Economic factors
Economic factors are all concerned with the so called ‘levers’ of the economy. These include:
- economic growth
- interest rates
- unemployment
- inflation
- exchange rates
Economic growth

If there is economic growth then more jobs will be created and more tax will be paid.
Interest rates
When interest rates are high, businesses borrow less and invest less. However they receive more interest on money saved in the bank.
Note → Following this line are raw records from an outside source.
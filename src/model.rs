//! Core data model shared by the store, resolver, prober and engine.

use serde::{Deserialize, Serialize};
use std::fmt;
use std::str::FromStr;

use crate::error::JunbanError;

/// Stable service identifier (the key under `services:` in the config).
pub type ServiceId = String;

/// Profile identifier (the key under `profiles:` in the config).
pub type ProfileId = String;

/// Default wait budget for a dependency edge.
pub const DEFAULT_TIMEOUT_SECONDS: u64 = 120;

/// Default poll interval for a dependency edge.
pub const DEFAULT_RETRY_INTERVAL_SECONDS: u64 = 5;

/// A managed service as seen by the orchestrator.
#[derive(Debug, Clone, PartialEq, Eq, Serialize, Deserialize)]
pub struct Service {
    /// Stable id.
    pub id: ServiceId,
    /// Display name.
    pub name: String,
    /// Health endpoint, if any.
    pub health_check_url: Option<String>,
    /// Whether the service is eligible to run.
    pub enabled: bool,
    /// Preferred position among otherwise unordered services.
    pub order: i64,
}

impl Service {
    /// Creates an enabled service with the given id and preferred order.
    pub fn new(id: impl Into<String>, order: i64) -> Self {
        let id = id.into();
        Self {
            name: id.clone(),
            id,
            health_check_url: None,
            enabled: true,
            order,
        }
    }

    /// Sets the health endpoint.
    pub fn with_health_check_url(mut self, url: impl Into<String>) -> Self {
        self.health_check_url = Some(url.into());
        self
    }

    /// Marks the service as disabled.
    pub fn disabled(mut self) -> Self {
        self.enabled = false;
        self
    }
}

/// Kind of dependency edge.
#[derive(Debug, Clone, Copy, Default, PartialEq, Eq, Hash, Serialize, Deserialize)]
#[serde(rename_all = "lowercase")]
pub enum DependencyType {
    /// Target must be satisfied before the dependent starts.
    #[default]
    Hard,
    /// Ordering preference only.
    Soft,
}

impl fmt::Display for DependencyType {
    fn fmt(&self, f: &mut fmt::Formatter<'_>) -> fmt::Result {
        match self {
            DependencyType::Hard => write!(f, "hard"),
            DependencyType::Soft => write!(f, "soft"),
        }
    }
}

impl FromStr for DependencyType {
    type Err = JunbanError;

    fn from_str(s: &str) -> Result<Self, Self::Err> {
        match s.to_lowercase().as_str() {
            "hard" => Ok(DependencyType::Hard),
            "soft" => Ok(DependencyType::Soft),
            _ => Err(JunbanError::config(format!(
                "Unknown dependency type: {}",
                s
            ))),
        }
    }
}

/// Directed edge `from -> to`: `from` depends on `to`.
#[derive(Debug, Clone, PartialEq, Eq, Serialize, Deserialize)]
pub struct DependencyEdge {
    /// Dependent service.
    pub from: ServiceId,
    /// Service being depended on.
    pub to: ServiceId,
    /// Hard or soft.
    #[serde(rename = "type", default)]
    pub dependency_type: DependencyType,
    /// Wait for `healthy` instead of merely running.
    #[serde(default)]
    pub health_check_required: bool,
    /// Wall-clock wait budget.
    #[serde(default = "default_timeout_seconds")]
    pub timeout_seconds: u64,
    /// Poll interval while waiting.
    #[serde(default = "default_retry_interval_seconds")]
    pub retry_interval_seconds: u64,
    /// Whether an unsatisfied edge prevents the dependent from launching.
    #[serde(default = "default_required")]
    pub required: bool,
    /// Free text.
    #[serde(default)]
    pub description: String,
}

fn default_timeout_seconds() -> u64 {
    DEFAULT_TIMEOUT_SECONDS
}

fn default_retry_interval_seconds() -> u64 {
    DEFAULT_RETRY_INTERVAL_SECONDS
}

fn default_required() -> bool {
    true
}

impl DependencyEdge {
    /// Hard, required edge with default timing and no health gate.
    pub fn hard(from: impl Into<String>, to: impl Into<String>) -> Self {
        Self {
            from: from.into(),
            to: to.into(),
            dependency_type: DependencyType::Hard,
            health_check_required: false,
            timeout_seconds: DEFAULT_TIMEOUT_SECONDS,
            retry_interval_seconds: DEFAULT_RETRY_INTERVAL_SECONDS,
            required: true,
            description: String::new(),
        }
    }

    /// Soft edge with default timing.
    pub fn soft(from: impl Into<String>, to: impl Into<String>) -> Self {
        Self {
            dependency_type: DependencyType::Soft,
            ..Self::hard(from, to)
        }
    }

    /// Requires the target to report `healthy`.
    pub fn health_gated(mut self) -> Self {
        self.health_check_required = true;
        self
    }

    /// Sets the wait budget and poll interval.
    pub fn with_timing(mut self, timeout_seconds: u64, retry_interval_seconds: u64) -> Self {
        self.timeout_seconds = timeout_seconds;
        self.retry_interval_seconds = retry_interval_seconds;
        self
    }

    /// Marks the edge as optional.
    pub fn optional(mut self) -> Self {
        self.required = false;
        self
    }

    /// True for soft edges.
    pub fn is_soft(&self) -> bool {
        self.dependency_type == DependencyType::Soft
    }

    /// Hard and required: an unsatisfied edge stops the dependent.
    pub fn is_blocking(&self) -> bool {
        self.dependency_type == DependencyType::Hard && self.required
    }

    /// Hard edges are waited on; soft edges never are.
    pub fn is_waited_on(&self) -> bool {
        self.dependency_type == DependencyType::Hard
    }
}

impl fmt::Display for DependencyEdge {
    fn fmt(&self, f: &mut fmt::Formatter<'_>) -> fmt::Result {
        write!(f, "{} -> {} ({}", self.from, self.to, self.dependency_type)?;
        if self.health_check_required {
            write!(f, ", health")?;
        }
        if !self.required {
            write!(f, ", optional")?;
        }
        write!(f, ")")
    }
}

/// Where a set of edges applies.
#[derive(Debug, Clone, PartialEq, Eq, Hash, Serialize, Deserialize)]
#[serde(tag = "scope", content = "profile", rename_all = "lowercase")]
pub enum DependencyScope {
    /// Applies to every activation.
    Global,
    /// Applies only while the named profile is active.
    Profile(ProfileId),
}

impl fmt::Display for DependencyScope {
    fn fmt(&self, f: &mut fmt::Formatter<'_>) -> fmt::Result {
        match self {
            DependencyScope::Global => write!(f, "global"),
            DependencyScope::Profile(id) => write!(f, "profile:{}", id),
        }
    }
}

/// Readiness of a service as last observed by the prober.
#[derive(Debug, Clone, Copy, Default, PartialEq, Eq, Hash, Serialize, Deserialize)]
#[serde(rename_all = "lowercase")]
pub enum ReadinessState {
    /// Never observed.
    #[default]
    Unknown,
    /// Running but not yet reporting health.
    Starting,
    /// Running and healthy.
    Healthy,
    /// Running but failing its health check (or unreachable).
    Unhealthy,
    /// Not running.
    Stopped,
}

impl ReadinessState {
    /// The process is at least running.
    pub fn is_running(&self) -> bool {
        !matches!(self, ReadinessState::Unknown | ReadinessState::Stopped)
    }

    /// Whether this state satisfies a wait for `healthy` (or merely running).
    pub fn satisfies(&self, want_healthy: bool) -> bool {
        if want_healthy {
            *self == ReadinessState::Healthy
        } else {
            self.is_running()
        }
    }
}

impl fmt::Display for ReadinessState {
    fn fmt(&self, f: &mut fmt::Formatter<'_>) -> fmt::Result {
        match self {
            ReadinessState::Unknown => write!(f, "unknown"),
            ReadinessState::Starting => write!(f, "starting"),
            ReadinessState::Healthy => write!(f, "healthy"),
            ReadinessState::Unhealthy => write!(f, "unhealthy"),
            ReadinessState::Stopped => write!(f, "stopped"),
        }
    }
}

#[cfg(test)]
mod tests {
    use super::*;

    #[test]
    fn test_edge_defaults_from_yaml() {
        let edge: DependencyEdge = serde_yaml::from_str("from: cache\nto: registry\n").unwrap();

        assert_eq!(edge.dependency_type, DependencyType::Hard);
        assert_eq!(edge.timeout_seconds, 120);
        assert_eq!(edge.retry_interval_seconds, 5);
        assert!(edge.required);
        assert!(!edge.health_check_required);
        assert!(edge.description.is_empty());
    }

    #[test]
    fn test_edge_blocking_rules() {
        assert!(DependencyEdge::hard("a", "b").is_blocking());
        assert!(!DependencyEdge::hard("a", "b").optional().is_blocking());
        assert!(DependencyEdge::hard("a", "b").optional().is_waited_on());
        assert!(!DependencyEdge::soft("a", "b").is_blocking());
        assert!(!DependencyEdge::soft("a", "b").is_waited_on());
    }

    #[test]
    fn test_readiness_satisfaction() {
        assert!(ReadinessState::Healthy.satisfies(true));
        assert!(!ReadinessState::Starting.satisfies(true));
        assert!(!ReadinessState::Unhealthy.satisfies(true));

        assert!(ReadinessState::Starting.satisfies(false));
        assert!(ReadinessState::Unhealthy.satisfies(false));
        assert!(!ReadinessState::Unknown.satisfies(false));
        assert!(!ReadinessState::Stopped.satisfies(false));
    }

    #[test]
    fn test_dependency_type_parse() {
        assert_eq!("HARD".parse::<DependencyType>().unwrap(), DependencyType::Hard);
        assert_eq!("soft".parse::<DependencyType>().unwrap(), DependencyType::Soft);
        assert!("weak".parse::<DependencyType>().is_err());
    }

    #[test]
    fn test_scope_display() {
        assert_eq!(DependencyScope::Global.to_string(), "global");
        assert_eq!(
            DependencyScope::Profile("dev".to_string()).to_string(),
            "profile:dev"
        );
    }

    #[test]
    fn test_edge_display() {
        let edge = DependencyEdge::hard("gateway", "registry")
            .health_gated()
            .optional();
        assert_eq!(edge.to_string(), "gateway -> registry (hard, health, optional)");
    }
}
//! Application state management.
//!
//! This module wires the store, resolver, prober and orchestrator shared
//! across HTTP request handlers.

use crate::adapters::{ExecController, HealthChecker, ProcessController, ServiceHealthChecker};
use crate::config::Config;
use crate::engine::Orchestrator;
use crate::error::Result;
use crate::prober::{ProberConfig, ReadinessProber};
use crate::reporter::{FanoutReporter, RecordingReporter, TracingReporter};
use crate::resolver::{GraphResolver, ResolvedOrder};
use crate::store::{ConfigStore, YamlStore};
use std::sync::atomic::{AtomicU64, Ordering};
use std::sync::Arc;
use std::time::Instant;

/// Shared application state.
pub struct AppState {
    /// Loaded configuration.
    pub config: Arc<Config>,
    /// Graph resolver over the configured store.
    pub resolver: GraphResolver,
    /// Start/stop engine.
    pub orchestrator: Arc<Orchestrator>,
    /// Recent transition events.
    pub history: Arc<RecordingReporter>,
    /// Application start time.
    pub start_time: Instant,
    /// Host name reported by the status endpoint.
    pub host_name: String,
    /// Statistics counters.
    pub stats: Stats,
}

impl AppState {
    /// Creates the application state from configuration, using the exec
    /// controller and the command/HTTP health checker.
    pub fn new(config: Config) -> Self {
        let controller = Arc::new(ExecController::from_config(&config));
        let checker = Arc::new(ServiceHealthChecker::from_config(&config));
        let config = Arc::new(config);
        let store = Arc::new(YamlStore::new(config.clone()));
        Self::with_parts(config, store, controller, checker)
    }

    /// Creates the application state from explicit collaborators.
    pub fn with_parts(
        config: Arc<Config>,
        store: Arc<dyn ConfigStore>,
        controller: Arc<dyn ProcessController>,
        checker: Arc<dyn HealthChecker>,
    ) -> Self {
        let history = Arc::new(RecordingReporter::new(config.server.event_history));
        let reporter = FanoutReporter::default()
            .with(Arc::new(TracingReporter))
            .with(history.clone());
        let prober = ReadinessProber::new(checker, ProberConfig::from(&config.orchestrator));
        let orchestrator = Arc::new(Orchestrator::new(controller, prober, Arc::new(reporter)));

        Self {
            resolver: GraphResolver::new(store),
            orchestrator,
            history,
            start_time: Instant::now(),
            host_name: config.host_name(),
            config,
            stats: Stats::default(),
        }
    }

    /// Profile used when a request names none.
    pub fn active_profile(&self) -> Option<&str> {
        self.config.active_profile.as_deref()
    }

    /// Resolves the startup order for `profile`, or the active profile.
    pub async fn plan(&self, profile: Option<&str>) -> Result<ResolvedOrder> {
        self.resolver
            .resolve_for_profile(profile.or(self.active_profile()))
            .await
    }

    /// Returns the uptime in seconds.
    pub fn uptime_seconds(&self) -> u64 {
        self.start_time.elapsed().as_secs()
    }

    /// Increments the total request counter.
    pub fn increment_requests(&self) {
        self.stats.requests_total.fetch_add(1, Ordering::Relaxed);
    }

    /// Increments the successful request counter.
    pub fn increment_success(&self) {
        self.stats.requests_success.fetch_add(1, Ordering::Relaxed);
    }

    /// Increments the failed request counter.
    pub fn increment_failed(&self) {
        self.stats.requests_failed.fetch_add(1, Ordering::Relaxed);
    }
}

/// Statistics counters.
#[derive(Default)]
pub struct Stats {
    /// Total requests received.
    pub requests_total: AtomicU64,
    /// Successful requests.
    pub requests_success: AtomicU64,
    /// Failed requests.
    pub requests_failed: AtomicU64,
}

impl Stats {
    /// Gets the current statistics as a snapshot.
    pub fn snapshot(&self) -> StatsSnapshot {
        StatsSnapshot {
            requests_total: self.requests_total.load(Ordering::Relaxed),
            requests_success: self.requests_success.load(Ordering::Relaxed),
            requests_failed: self.requests_failed.load(Ordering::Relaxed),
        }
    }
}

/// Snapshot of statistics counters.
#[derive(Debug, Clone, Default)]
pub struct StatsSnapshot {
    /// Total requests received.
    pub requests_total: u64,
    /// Successful requests.
    pub requests_success: u64,
    /// Failed requests.
    pub requests_failed: u64,
}

#[cfg(test)]
mod tests {
    use super::*;

    fn create_test_config() -> Config {
        Config::load_from_str(
            r#"
active_profile: dev
services:
  registry: { order: 1, start: "true", status: "true" }
  cache: { order: 2, start: "true", status: "true" }
dependencies:
  - { from: cache, to: registry }
profiles:
  dev: {}
"#,
        )
        .unwrap()
    }

    #[test]
    fn test_app_state_new() {
        let state = AppState::new(create_test_config());

        assert_eq!(state.active_profile(), Some("dev"));
        assert_eq!(state.config.server.port, 7878);
        assert!(state.orchestrator.active_operation().is_none());
    }

    #[tokio::test]
    async fn test_app_state_plan() {
        let state = AppState::new(create_test_config());
        let plan = state.plan(None).await.unwrap();

        assert_eq!(plan.profile.as_deref(), Some("dev"));
        assert_eq!(plan.order, vec!["registry", "cache"]);
    }

    #[test]
    fn test_app_state_uptime() {
        let state = AppState::new(create_test_config());

        // Uptime should be very small right after creation
        assert!(state.uptime_seconds() < 1);
    }

    #[test]
    fn test_stats_increment() {
        let state = AppState::new(create_test_config());

        state.increment_requests();
        state.increment_requests();
        state.increment_success();
        state.increment_failed();

        let snapshot = state.stats.snapshot();
        assert_eq!(snapshot.requests_total, 2);
        assert_eq!(snapshot.requests_success, 1);
        assert_eq!(snapshot.requests_failed, 1);
    }
}
//! Scripted collaborators for prober, engine and API tests.

use crate::adapters::{HealthChecker, ProcessController};
use crate::error::{JunbanError, Result};
use crate::model::ReadinessState;
use async_trait::async_trait;
use std::collections::{HashMap, HashSet};
use std::sync::{Arc, Mutex};
use std::time::Duration;

/// Health checker answering from a mutable table.
#[derive(Default)]
pub struct ScriptedChecker {
    states: Mutex<HashMap<String, ReadinessState>>,
    failing: Mutex<HashSet<String>>,
    calls: Mutex<HashMap<String, usize>>,
}

impl ScriptedChecker {
    pub fn new() -> Arc<Self> {
        Arc::new(Self::default())
    }

    pub fn set(&self, service: &str, state: ReadinessState) {
        self.states
            .lock()
            .unwrap()
            .insert(service.to_string(), state);
    }

    /// Makes every check of `service` fail as unreachable.
    pub fn fail(&self, service: &str) {
        self.failing.lock().unwrap().insert(service.to_string());
    }

    pub fn calls(&self, service: &str) -> usize {
        self.calls
            .lock()
            .unwrap()
            .get(service)
            .copied()
            .unwrap_or(0)
    }
}

#[async_trait]
impl HealthChecker for ScriptedChecker {
    async fn check(&self, service: &str) -> Result<ReadinessState> {
        *self
            .calls
            .lock()
            .unwrap()
            .entry(service.to_string())
            .or_insert(0) += 1;

        if self.failing.lock().unwrap().contains(service) {
            return Err(JunbanError::unreachable(service, "connection refused"));
        }

        Ok(self
            .states
            .lock()
            .unwrap()
            .get(service)
            .copied()
            .unwrap_or_default())
    }
}

/// Controller call, in the order it was made.
#[derive(Debug, Clone, PartialEq, Eq)]
pub enum Call {
    Launch(String),
    Terminate(String),
}

/// Process controller that records calls and drives a [`ScriptedChecker`].
///
/// A successful launch sets the service to `healthy` (or the state given
/// with [`RecordingController::with_launch_state`]); a terminate sets it to
/// `stopped`.
pub struct RecordingController {
    checker: Arc<ScriptedChecker>,
    calls: Mutex<Vec<Call>>,
    launch_states: HashMap<String, ReadinessState>,
    failing_launch: HashSet<String>,
    failing_terminate: HashSet<String>,
    launch_delay: Duration,
}

impl RecordingController {
    pub fn new(checker: Arc<ScriptedChecker>) -> Self {
        Self {
            checker,
            calls: Mutex::new(Vec::new()),
            launch_states: HashMap::new(),
            failing_launch: HashSet::new(),
            failing_terminate: HashSet::new(),
            launch_delay: Duration::ZERO,
        }
    }

    pub fn with_launch_state(mut self, service: &str, state: ReadinessState) -> Self {
        self.launch_states.insert(service.to_string(), state);
        self
    }

    pub fn failing_launch(mut self, service: &str) -> Self {
        self.failing_launch.insert(service.to_string());
        self
    }

    pub fn failing_terminate(mut self, service: &str) -> Self {
        self.failing_terminate.insert(service.to_string());
        self
    }

    pub fn with_launch_delay(mut self, delay: Duration) -> Self {
        self.launch_delay = delay;
        self
    }

    pub fn calls(&self) -> Vec<Call> {
        self.calls.lock().unwrap().clone()
    }

    pub fn launches(&self) -> Vec<String> {
        self.calls()
            .into_iter()
            .filter_map(|c| match c {
                Call::Launch(id) => Some(id),
                Call::Terminate(_) => None,
            })
            .collect()
    }

    pub fn terminations(&self) -> Vec<String> {
        self.calls()
            .into_iter()
            .filter_map(|c| match c {
                Call::Terminate(id) => Some(id),
                Call::Launch(_) => None,
            })
            .collect()
    }
}

#[async_trait]
impl ProcessController for RecordingController {
    fn name(&self) -> &'static str {
        "recording"
    }

    async fn launch(&self, service: &str) -> Result<()> {
        self.calls
            .lock()
            .unwrap()
            .push(Call::Launch(service.to_string()));

        if !self.launch_delay.is_zero() {
            tokio::time::sleep(self.launch_delay).await;
        }

        if self.failing_launch.contains(service) {
            return Err(JunbanError::launch(service, "scripted launch failure"));
        }

        let state = self
            .launch_states
            .get(service)
            .copied()
            .unwrap_or(ReadinessState::Healthy);
        self.checker.set(service, state);
        Ok(())
    }

    async fn terminate(&self, service: &str) -> Result<()> {
        self.calls
            .lock()
            .unwrap()
            .push(Call::Terminate(service.to_string()));

        if self.failing_terminate.contains(service) {
            return Err(JunbanError::terminate(service, "scripted terminate failure"));
        }

        self.checker.set(service, ReadinessState::Stopped);
        Ok(())
    }
}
When interest rates are low, businesses may borrow and invest more, but will receive less interest on money in the bank.
Unemployment
If unemployment is high, then firms have more potential workers to choose from. More competition for jobs means that it is easier for a business to keep wages down. If the rate of unemployment is low then businesses will have to offer higher competitive wages to secure new employees.
Inflation
When inflation is high, prices rise and customers may stop buying luxury goods and focus on essentials.
Exchange rates
exchange rateThe price of one country’s currency compared to another country’s currency can rise or fall. When there is a fall in the pound it has both positive and negative impacts on businesses. When the exchange rate for the pound falls it becomes weak. A weak pound makes our goods cheaper to sell abroad. However if UK firms need to buy in raw materials from abroad then the weak pound buys less, making the cost of production higher. This extra cost may be passed on to the customers, resulting in higher prices.